For others, being around trauma is not new. Rodrigo, 73, sits perched on a doorstep near St Anthony’s Shrine, wrapped in a lungi - a type of sarong worn mostly by men in the Indian subcontinent. He recounts how his teeth would chatter whenever he heard an explosion going off during Sri Lanka’s civil war era.
On the morning of April 21, he was sitting in his neighbour’s house when he heard a similar sound. His friend dismissed it as large containers falling off a trailer but Rodrigo knew better. He is “used to these bombs”, a regular occurrence during Sri Lanka’s 26-year-long civil war, he tells TRT World.
Walking out onto the street, he followed the people running towards St Anthony’s Shrine. The scene inside was devastating with body parts strewn around.
“I couldn’t stay inside,” Rodrigo tells TRT World emphatically.

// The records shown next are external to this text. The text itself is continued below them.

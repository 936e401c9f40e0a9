// Copyright (c) 2024-2025 Jesse Morgan / Morgan Forge
// SPDX-License-Identifier: AGPL-3.0-or-later

//! Persistent cache metadata table.
//!
//! The index lives next to the cached files as `index.json`. Writes go to a
//! temp file which is fsynced and renamed over the index while an exclusive
//! lock on `index.lock` is held, so a crash never leaves a torn index and a
//! second process (e.g. `reelcache cache stats`) never reads a half-written
//! one.

use std::collections::BTreeMap;
use std::fs::{self, File, OpenOptions};
use std::io::{ErrorKind, Write};
use std::path::{Path, PathBuf};
use std::thread;
use std::time::{Duration, Instant};

use chrono::{DateTime, Utc};
use fs2::FileExt;
use serde::{Deserialize, Serialize};

use super::entry::CacheEntry;
use super::CacheError;
use crate::types::VideoId;

/// Index file name inside the cache directory.
pub const INDEX_FILE: &str = "index.json";

/// Lock file name inside the cache directory.
pub const LOCK_FILE: &str = "index.lock";

/// Default timeout for acquiring the index lock.
const LOCK_TIMEOUT: Duration = Duration::from_secs(5);

/// Retry interval while waiting for the lock.
const LOCK_RETRY_INTERVAL: Duration = Duration::from_millis(50);

/// All cache rows plus bookkeeping.
#[derive(Debug, Clone, Serialize, Deserialize)]
pub struct CacheIndex {
    pub entries: BTreeMap<VideoId, CacheEntry>,
    /// Last value handed out by [`CacheIndex::next_access_seq`].
    #[serde(default)]
    pub access_clock: u64,
    pub last_saved: Option<DateTime<Utc>>,
    pub version: u32,
    /// In-memory changes not yet written by [`CacheIndex::save`].
    #[serde(skip)]
    pub dirty: bool,
}

impl Default for CacheIndex {
    fn default() -> Self {
        Self::new()
    }
}

impl CacheIndex {
    pub fn new() -> Self {
        Self {
            entries: BTreeMap::new(),
            access_clock: 0,
            last_saved: None,
            version: 1,
            dirty: false,
        }
    }

    pub fn index_path(dir: &Path) -> PathBuf {
        dir.join(INDEX_FILE)
    }

    fn lock_path(dir: &Path) -> PathBuf {
        dir.join(LOCK_FILE)
    }

    /// Next value of the recency clock.
    pub fn next_access_seq(&mut self) -> u64 {
        self.access_clock += 1;
        self.access_clock
    }

    /// Sum of sizes over completed rows.
    pub fn completed_bytes(&self) -> u64 {
        self.entries
            .values()
            .filter(|e| e.completed)
            .fold(0u64, |acc, e| acc.saturating_add(e.size_bytes))
    }

    /// Completed rows, least recently used first.
    pub fn completed_by_recency(&self) -> Vec<&CacheEntry> {
        let mut completed: Vec<&CacheEntry> =
            self.entries.values().filter(|e| e.completed).collect();
        completed.sort_by_key(|e| e.recency_key());
        completed
    }

    fn open_lock_file(path: &Path) -> Result<File, CacheError> {
        OpenOptions::new()
            .read(true)
            .write(true)
            .create(true)
            .truncate(false)
            .open(path)
            .map_err(|source| CacheError::io(path, source))
    }

    fn acquire_exclusive_lock_with_timeout(path: &Path, timeout: Duration) -> Result<File, CacheError> {
        let lock_file = Self::open_lock_file(path)?;
        let start = Instant::now();
        loop {
            match FileExt::try_lock_exclusive(&lock_file) {
                Ok(()) => return Ok(lock_file),
                Err(e) if e.kind() == ErrorKind::WouldBlock => {
                    if start.elapsed() >= timeout {
                        return Err(CacheError::LockTimeout {
                            path: path.to_path_buf(),
                            timeout,
                        });
                    }
                    thread::sleep(LOCK_RETRY_INTERVAL);
                }
                Err(e) => return Err(CacheError::io(path, e)),
            }
        }
    }

    fn acquire_shared_lock_with_timeout(file: &File, path: &Path, timeout: Duration) -> Result<(), CacheError> {
        let start = Instant::now();
        loop {
            match FileExt::try_lock_shared(file) {
                Ok(()) => return Ok(()),
                Err(e) if e.kind() == ErrorKind::WouldBlock => {
                    if start.elapsed() >= timeout {
                        return Err(CacheError::LockTimeout {
                            path: path.to_path_buf(),
                            timeout,
                        });
                    }
                    thread::sleep(LOCK_RETRY_INTERVAL);
                }
                Err(e) => return Err(CacheError::io(path, e)),
            }
        }
    }

    /// Load the index from `dir`. A missing index yields an empty one.
    pub fn load(dir: &Path) -> Result<Self, CacheError> {
        let path = Self::index_path(dir);
        if !path.exists() {
            return Ok(Self::new());
        }

        let lock_path = Self::lock_path(dir);
        let lock_file = Self::open_lock_file(&lock_path)?;
        Self::acquire_shared_lock_with_timeout(&lock_file, &lock_path, LOCK_TIMEOUT)?;

        let content = fs::read_to_string(&path).map_err(|source| CacheError::io(&path, source))?;
        let index: CacheIndex = serde_json::from_str(&content)?;
        Ok(index)
    }

    /// Persist the index into `dir` with temp file + atomic rename.
    pub fn save(&mut self, dir: &Path) -> Result<(), CacheError> {
        fs::create_dir_all(dir).map_err(|source| CacheError::io(dir, source))?;

        let path = Self::index_path(dir);
        let _lock_guard = Self::acquire_exclusive_lock_with_timeout(&Self::lock_path(dir), LOCK_TIMEOUT)?;

        let temp_path = path.with_extension("tmp");
        self.last_saved = Some(Utc::now());
        let content = serde_json::to_string_pretty(self)?;

        {
            let mut temp_file = OpenOptions::new()
                .write(true)
                .create(true)
                .truncate(true)
                .open(&temp_path)
                .map_err(|source| CacheError::io(&temp_path, source))?;
            temp_file
                .write_all(content.as_bytes())
                .map_err(|source| CacheError::io(&temp_path, source))?;
            temp_file
                .sync_all()
                .map_err(|source| CacheError::io(&temp_path, source))?;
        }

        fs::rename(&temp_path, &path).map_err(|source| CacheError::io(&path, source))?;
        self.dirty = false;
        Ok(())
    }
}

Sri Lanka’s Christian community is small – they make up about seven percent of Sri Lanka’s population – a minority in the Buddhist majority country. But their grief is immense, highlighted by the fact that this May, Sri Lanka will have been war-free for ten years. But the Easter Sunday attacks have thrown peace into doubt.
An uneasy calm presides over Colombo. Security remains high, threats of more attacks pop up and civilians avoid going out more than is necessary. The streets aren’t thriving like they were before the blast, or even during the civil war, but its citizens are moving on with their lives. Healing has begun.
“Already we have started the healing process. We are visiting them, we are just being with them and we will accompany their life journey,” Father Raj says.
But inside Sarojini’s house, uncertainty persists. A family is on the cusp of grief as they wait for results that will seal their fate. Outside, the sky darkens. As white flags of mourning in doorways keep the tragedy in sight, women set down pans outside their homes laden with coconut shells and incense and set them on fire.